# TASK DETAILS:
Print the first line of the records below and every line after it, up to and including the line with "64 characters long.". Print nothing else.

# DATASET EXTRACT:
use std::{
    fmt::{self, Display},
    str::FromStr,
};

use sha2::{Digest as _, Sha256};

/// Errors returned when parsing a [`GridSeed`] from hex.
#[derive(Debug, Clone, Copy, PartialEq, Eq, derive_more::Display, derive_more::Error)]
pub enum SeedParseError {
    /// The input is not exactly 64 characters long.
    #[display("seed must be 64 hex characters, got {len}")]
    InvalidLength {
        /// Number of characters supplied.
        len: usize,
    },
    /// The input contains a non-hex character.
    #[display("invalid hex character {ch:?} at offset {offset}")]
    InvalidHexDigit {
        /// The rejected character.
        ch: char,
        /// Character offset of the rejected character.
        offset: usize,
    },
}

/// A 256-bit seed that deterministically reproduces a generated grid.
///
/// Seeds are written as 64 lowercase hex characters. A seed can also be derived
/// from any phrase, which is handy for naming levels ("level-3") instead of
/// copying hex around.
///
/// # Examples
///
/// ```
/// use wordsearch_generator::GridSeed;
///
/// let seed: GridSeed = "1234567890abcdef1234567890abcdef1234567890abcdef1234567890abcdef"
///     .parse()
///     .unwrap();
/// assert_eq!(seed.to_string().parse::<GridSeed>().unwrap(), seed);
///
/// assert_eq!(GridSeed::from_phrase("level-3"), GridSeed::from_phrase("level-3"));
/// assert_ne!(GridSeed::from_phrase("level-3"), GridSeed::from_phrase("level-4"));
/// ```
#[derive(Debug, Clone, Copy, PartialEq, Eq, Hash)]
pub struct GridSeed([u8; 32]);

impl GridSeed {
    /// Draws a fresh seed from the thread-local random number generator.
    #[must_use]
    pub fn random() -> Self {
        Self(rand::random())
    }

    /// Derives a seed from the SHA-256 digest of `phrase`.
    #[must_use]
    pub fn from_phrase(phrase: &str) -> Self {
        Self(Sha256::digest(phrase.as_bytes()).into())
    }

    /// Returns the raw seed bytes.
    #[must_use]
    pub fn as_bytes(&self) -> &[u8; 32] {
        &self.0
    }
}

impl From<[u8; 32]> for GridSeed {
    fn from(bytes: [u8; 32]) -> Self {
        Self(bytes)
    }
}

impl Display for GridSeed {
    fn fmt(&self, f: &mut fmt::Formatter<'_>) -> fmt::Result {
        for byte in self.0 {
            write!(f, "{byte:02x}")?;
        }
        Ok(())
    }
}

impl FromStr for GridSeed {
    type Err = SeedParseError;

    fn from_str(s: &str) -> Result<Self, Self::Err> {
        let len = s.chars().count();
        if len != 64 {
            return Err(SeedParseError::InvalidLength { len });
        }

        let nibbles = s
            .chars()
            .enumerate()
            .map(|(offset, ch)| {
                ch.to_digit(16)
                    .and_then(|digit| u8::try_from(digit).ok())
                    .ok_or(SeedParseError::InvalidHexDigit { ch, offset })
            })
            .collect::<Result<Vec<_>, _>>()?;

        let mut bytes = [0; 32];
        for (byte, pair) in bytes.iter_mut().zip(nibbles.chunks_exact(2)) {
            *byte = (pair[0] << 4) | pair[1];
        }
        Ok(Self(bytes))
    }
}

# THE COMPLETED TASK:
use std::{
    fmt::{self, Display},
    str::FromStr,
};

use sha2::{Digest as _, Sha256};

/// Errors returned when parsing a [`GridSeed`] from hex.
#[derive(Debug, Clone, Copy, PartialEq, Eq, derive_more::Display, derive_more::Error)]
pub enum SeedParseError {
    /// The input is not exactly 64 characters long.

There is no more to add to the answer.